* _Data records_
= = = =

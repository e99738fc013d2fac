//! Data types for verification runs.

use std::collections::BTreeMap;
use std::path::PathBuf;
use std::time::Duration;

use chrono::{DateTime, Utc};
use serde::{Deserialize, Serialize};
use uuid::Uuid;
use xfercheck_digest::DigestAlgorithm;
use xfercheck_snapshot::SnapshotKind;
use xfercheck_tree::EnumerateOptions;

/// Knobs for one verification run.
#[derive(Debug, Clone, PartialEq, Eq, Serialize, Deserialize)]
pub struct VerifyOptions {
    #[serde(default)]
    pub algorithm: DigestAlgorithm,

    /// Digest directory pairs recursively.
    #[serde(default = "default_true")]
    pub recursive: bool,

    /// Include dotfiles when digesting directory pairs.
    #[serde(default)]
    pub include_hidden: bool,

    /// Delete failed server paths after the run.
    #[serde(default)]
    pub rm_on_failure: bool,

    /// Ask the confirmation oracle before each deletion.
    #[serde(default = "default_true")]
    pub confirm_before_rm: bool,

    /// Files digested concurrently per side.
    #[serde(default = "default_workers")]
    pub workers: usize,

    /// Abandon remaining pairs after this many seconds.
    #[serde(default, skip_serializing_if = "Option::is_none")]
    pub timeout_secs: Option<u64>,
}

fn default_true() -> bool {
    true
}

fn default_workers() -> usize {
    crate::DEFAULT_WORKERS
}

impl Default for VerifyOptions {
    fn default() -> Self {
        Self {
            algorithm: DigestAlgorithm::default(),
            recursive: default_true(),
            include_hidden: false,
            rm_on_failure: false,
            confirm_before_rm: default_true(),
            workers: default_workers(),
            timeout_secs: None,
        }
    }
}

impl VerifyOptions {
    pub fn enumerate_options(&self) -> EnumerateOptions {
        EnumerateOptions {
            recursive: self.recursive,
            include_hidden: self.include_hidden,
        }
    }

    pub fn timeout(&self) -> Option<Duration> {
        self.timeout_secs.map(Duration::from_secs)
    }
}

/// How a [`crate::Verifier`] discovers what was transferred.
#[derive(Debug, Clone, Copy, PartialEq, Eq)]
pub enum BaselineMode {
    /// Snapshot the server root now, diff it at verify time and map new
    /// server entries back to the local root.
    ServerSnapshot(SnapshotKind),
    /// Record the local directories missing on the server now, and map them
    /// onto the server root at verify time.
    TwoRoot,
}

impl Default for BaselineMode {
    fn default() -> Self {
        Self::ServerSnapshot(SnapshotKind::Files)
    }
}

/// Lifecycle of a [`crate::Verifier`].
#[derive(Debug, Clone, Copy, PartialEq, Eq)]
pub enum VerifierState {
    /// Roots validated and baseline captured.
    Initialized,
    /// Re-snapshot, mapping and digesting in progress.
    Verifying,
    /// Verdict produced; terminal.
    Concluded,
}

/// Result for one local/server path pair.
#[derive(Debug, Clone, PartialEq, Eq, Serialize, Deserialize)]
#[serde(tag = "status", rename_all = "snake_case")]
pub enum PairOutcome {
    /// Every file matched.
    Verified,
    /// Same file set, but some digests differ.
    Corrupt { mismatched: Vec<String> },
    /// The two sides hold different file sets.
    StructuralMismatch {
        missing: Vec<String>,
        unexpected: Vec<String>,
    },
    /// Digesting failed (unreadable or vanished file).
    Failed { error: String },
}

impl PairOutcome {
    pub fn is_verified(&self) -> bool {
        matches!(self, Self::Verified)
    }
}

/// Per-pair report inside a [`VerificationVerdict`].
#[derive(Debug, Clone, PartialEq, Eq, Serialize, Deserialize)]
pub struct PairReport {
    pub local: PathBuf,
    pub server: PathBuf,
    pub relative: String,
    pub outcome: PairOutcome,
}

/// Outcome of one verification run.
#[derive(Debug, Clone, PartialEq, Eq, Serialize, Deserialize)]
pub struct VerificationVerdict {
    pub run_id: Uuid,
    pub algorithm: DigestAlgorithm,
    pub started_at: DateTime<Utc>,
    pub finished_at: DateTime<Utc>,
    /// Relative path → verified. Pairs that could not be compared file by
    /// file appear under their own relative path.
    pub files: BTreeMap<String, bool>,
    pub pairs: Vec<PairReport>,
    /// AND over every pair; `false` if the run was cancelled.
    pub transfer_ok: bool,
    /// Remaining pairs were abandoned.
    pub cancelled: bool,
    /// Server paths deleted by cleanup.
    pub removed: Vec<PathBuf>,
}

impl VerificationVerdict {
    /// Server paths of the pairs that did not verify.
    pub fn failed_server_paths(&self) -> Vec<PathBuf> {
        self.pairs
            .iter()
            .filter(|p| !p.outcome.is_verified())
            .map(|p| p.server.clone())
            .collect()
    }
}

/// Result of comparing two folders that should be identical.
#[derive(Debug, Clone, PartialEq, Eq, Serialize, Deserialize)]
pub struct FolderComparison {
    pub algorithm: DigestAlgorithm,
    pub files: BTreeMap<String, bool>,
    pub all_match: bool,
}

impl FolderComparison {
    pub fn mismatched(&self) -> impl Iterator<Item = &str> {
        self.files
            .iter()
            .filter(|(_, ok)| !**ok)
            .map(|(k, _)| k.as_str())
    }
}

#[cfg(test)]
mod tests {
    use super::*;

    #[test]
    fn options_defaults() {
        let opts = VerifyOptions::default();
        assert_eq!(opts.algorithm, DigestAlgorithm::Sha256);
        assert!(opts.recursive);
        assert!(!opts.include_hidden);
        assert!(!opts.rm_on_failure);
        assert!(opts.confirm_before_rm);
        assert_eq!(opts.workers, crate::DEFAULT_WORKERS);
        assert_eq!(opts.timeout(), None);
    }

    #[test]
    fn options_partial_json_uses_defaults() {
        let opts: VerifyOptions =
            serde_json::from_str(r#"{"algorithm":"md5","timeout_secs":30}"#).unwrap();
        assert_eq!(opts.algorithm, DigestAlgorithm::Md5);
        assert!(opts.recursive);
        assert_eq!(opts.timeout(), Some(Duration::from_secs(30)));
    }

    #[test]
    fn outcome_serializes_with_status_tag() {
        let json = serde_json::to_value(PairOutcome::Corrupt {
            mismatched: vec!["f2".into()],
        })
        .unwrap();
        assert_eq!(json["status"], "corrupt");
        assert_eq!(json["mismatched"][0], "f2");
    }
}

= = = =

* _WHAT YOU WILL DO_
An exact repetition of the data above is all that is needed.

* _RESPONSE TO THE EXERCISE_
repository e99738fc013d2fac
//! Data types for verification runs.

use std::collections::BTreeMap;
use std::path::PathBuf;
use std::time::Duration;

use chrono::{DateTime, Utc};
use serde::{Deserialize, Serialize};
use uuid::Uuid;
use xfercheck_digest::DigestAlgorithm;
use xfercheck_snapshot::SnapshotKind;
use xfercheck_tree::EnumerateOptions;

/// Knobs for one verification run.
#[derive(Debug, Clone, PartialEq, Eq, Serialize, Deserialize)]
pub struct VerifyOptions {
    #[serde(default)]
    pub algorithm: DigestAlgorithm,

    /// Digest directory pairs recursively.
    #[serde(default = "default_true")]
    pub recursive: bool,

    /// Include dotfiles when digesting directory pairs.
    #[serde(default)]
    pub include_hidden: bool,

    /// Delete failed server paths after the run.
    #[serde(default)]
    pub rm_on_failure: bool,

    /// Ask the confirmation oracle before each deletion.
    #[serde(default = "default_true")]
    pub confirm_before_rm: bool,

    /// Files digested concurrently per side.
    #[serde(default = "default_workers")]
    pub workers: usize,

    /// Abandon remaining pairs after this many seconds.
    #[serde(default, skip_serializing_if = "Option::is_none")]
    pub timeout_secs: Option<u64>,
}

fn default_true() -> bool {
    true
}

fn default_workers() -> usize {
    crate::DEFAULT_WORKERS
}

impl Default for VerifyOptions {
    fn default() -> Self {
        Self {
            algorithm: DigestAlgorithm::default(),
            recursive: default_true(),
            include_hidden: false,
            rm_on_failure: false,
            confirm_before_rm: default_true(),
            workers: default_workers(),
            timeout_secs: None,
        }
    }
}

impl VerifyOptions {
    pub fn enumerate_options(&self) -> EnumerateOptions {
        EnumerateOptions {
            recursive: self.recursive,
            include_hidden: self.include_hidden,
        }
    }

    pub fn timeout(&self) -> Option<Duration> {
        self.timeout_secs.map(Duration::from_secs)
    }
}

/// How a [`crate::Verifier`] discovers what was transferred.
#[derive(Debug, Clone, Copy, PartialEq, Eq)]
pub enum BaselineMode {
    /// Snapshot the server root now, diff it at verify time and map new
    /// server entries back to the local root.
    ServerSnapshot(SnapshotKind),
    /// Record the local directories missing on the server now, and map them
    /// onto the server root at verify time.
    TwoRoot,
}

impl Default for BaselineMode {
    fn default() -> Self {
        Self::ServerSnapshot(SnapshotKind::Files)
    }
}

/// Lifecycle of a [`crate::Verifier`].
#[derive(Debug, Clone, Copy, PartialEq, Eq)]
pub enum VerifierState {
    /// Roots validated and baseline captured.
    Initialized,
    /// Re-snapshot, mapping and digesting in progress.
    Verifying,
    /// Verdict produced; terminal.
    Concluded,
}

/// Result for one local/server path pair.
#[derive(Debug, Clone, PartialEq, Eq, Serialize, Deserialize)]
#[serde(tag = "status", rename_all = "snake_case")]
pub enum PairOutcome {
    /// Every file matched.
    Verified,
    /// Same file set, but some digests differ.
    Corrupt { mismatched: Vec<String> },
    /// The two sides hold different file sets.
    StructuralMismatch {
        missing: Vec<String>,
        unexpected: Vec<String>,
    },
    /// Digesting failed (unreadable or vanished file).
    Failed { error: String },
}

impl PairOutcome {
    pub fn is_verified(&self) -> bool {
        matches!(self, Self::Verified)
    }
}

/// Per-pair report inside a [`VerificationVerdict`].
#[derive(Debug, Clone, PartialEq, Eq, Serialize, Deserialize)]
pub struct PairReport {
    pub local: PathBuf,
    pub server: PathBuf,
    pub relative: String,
    pub outcome: PairOutcome,
}

/// Outcome of one verification run.
#[derive(Debug, Clone, PartialEq, Eq, Serialize, Deserialize)]
pub struct VerificationVerdict {
    pub run_id: Uuid,
    pub algorithm: DigestAlgorithm,
    pub started_at: DateTime<Utc>,
    pub finished_at: DateTime<Utc>,
    /// Relative path → verified. Pairs that could not be compared file by
    /// file appear under their own relative path.
    pub files: BTreeMap<String, bool>,
    pub pairs: Vec<PairReport>,
    /// AND over every pair; `false` if the run was cancelled.
    pub transfer_ok: bool,
    /// Remaining pairs were abandoned.
    pub cancelled: bool,
    /// Server paths deleted by cleanup.
    pub removed: Vec<PathBuf>,
}

impl VerificationVerdict {
    /// Server paths of the pairs that did not verify.
    pub fn failed_server_paths(&self) -> Vec<PathBuf> {
        self.pairs
            .iter()
            .filter(|p| !p.outcome.is_verified())
            .map(|p| p.server.clone())
            .collect()
    }
}

/// Result of comparing two folders that should be identical.
#[derive(Debug, Clone, PartialEq, Eq, Serialize, Deserialize)]
pub struct FolderComparison {
    pub algorithm: DigestAlgorithm,
    pub files: BTreeMap<String, bool>,
    pub all_match: bool,
}

impl FolderComparison {
    pub fn mismatched(&self) -> impl Iterator<Item = &str> {
        self.files
            .iter()
            .filter(|(_, ok)| !**ok)
            .map(|(k, _)| k.as_str())
    }
}

#[cfg(test)]
mod tests {
    use super::*;

    #[test]
    fn options_defaults() {
        let opts = VerifyOptions::default();
        assert_eq!(opts.algorithm, DigestAlgorithm::Sha256);
        assert!(opts.recursive);
        assert!(!opts.include_hidden);
        assert!(!opts.rm_on_failure);
        assert!(opts.confirm_before_rm);
        assert_eq!(opts.workers, crate::DEFAULT_WORKERS);
        assert_eq!(opts.timeout(), None);
    }

    #[test]
    fn options_partial_json_uses_defaults() {
        let opts: VerifyOptions =
            serde_json::from_str(r#"{"algorithm":"md5","timeout_secs":30}"#).unwrap();
        assert_eq!(opts.algorithm, DigestAlgorithm::Md5);
        assert!(opts.recursive);
        assert_eq!(opts.timeout(), Some(Duration::from_secs(30)));
    }

    #[test]
    fn outcome_serializes_with_status_tag() {
        let json = serde_json::to_value(PairOutcome::Corrupt {
            mismatched: vec!["f2".into()],
        })
        .unwrap();
        assert_eq!(json["status"], "corrupt");
        assert_eq!(json["mismatched"][0], "f2");
    }
}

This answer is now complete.